── Data supplied ──

//! Tracing setup for the CLI

use tracing_subscriber::EnvFilter;

/// Honors `RUST_LOG`; otherwise warnings only so command output stays
/// clean, or debug with `--verbose`. Diagnostics go to stderr, never
/// stdout.
pub fn init(verbose: bool) {
    let default_filter = if verbose { "debug" } else { "warn" };
    let filter =
        EnvFilter::try_from_default_env().unwrap_or_else(|_| EnvFilter::new(default_filter));
    tracing_subscriber::fmt()
        .with_env_filter(filter)
        .with_writer(std::io::stderr)
        .try_init()
        .ok();
}
//! Install error taxonomy
//!
//! User-correctable failures (validation, configuration, dependency
//! problems) carry the offending value or the full cycle path so the
//! operator can fix their input. System failures carry the failing path
//! or transport detail instead.

use std::path::PathBuf;

use thiserror::Error;

use skillmesh_client::ClientError;

pub type Result<T> = std::result::Result<T, InstallError>;

#[derive(Debug, Error)]
pub enum InstallError {
    /// Malformed target spec or a bundle that does not match its record
    #[error("Validation error: {0}")]
    Validation(String),

    /// A required setting is missing
    #[error("Configuration error: {0}")]
    Configuration(String),

    /// A dependency's name reappeared on its own resolution path
    #[error("Dependency cycle detected: {}", cycle_display(.path))]
    DependencyCycle { path: Vec<String> },

    /// No published version satisfies the constraint
    #[error("Cannot resolve dependency {name}: {reason}")]
    DependencyUnresolvable { name: String, reason: String },

    /// Two dependents need incompatible versions of the same skill
    #[error(
        "Dependency conflict on {name}: resolved {resolved} but another dependent requires {constraint}"
    )]
    DependencyConflict {
        name: String,
        resolved: String,
        constraint: String,
    },

    /// Registry or storage unreachable after retry and fallback
    #[error("Network error: {0}")]
    Network(String),

    /// Local I/O failure at a known path
    #[error("File system error at {}: {message}", .path.display())]
    FileSystem { path: PathBuf, message: String },

    /// Malformed lockfile, manifest, or stored payload
    #[error("Parse error: {0}")]
    Parse(String),

    /// Operator aborted the install
    #[error("Installation cancelled")]
    UserCancelled,
}

impl InstallError {
    /// Wrap an I/O failure with the path it happened at
    pub fn fs(path: impl Into<PathBuf>, err: std::io::Error) -> Self {
        InstallError::FileSystem {
            path: path.into(),
            message: err.to_string(),
        }
    }
}

impl From<ClientError> for InstallError {
    fn from(err: ClientError) -> Self {
        InstallError::Network(err.to_string())
    }
}

fn cycle_display(path: &[String]) -> String {
    path.join(" -> ")
}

───

What is expected. Locate the word "constraint" in the records and collect each line it appears in.

Result.
    /// No published version satisfies the constraint
        "Dependency conflict on {name}: resolved {resolved} but another dependent requires {constraint}"
        constraint: String,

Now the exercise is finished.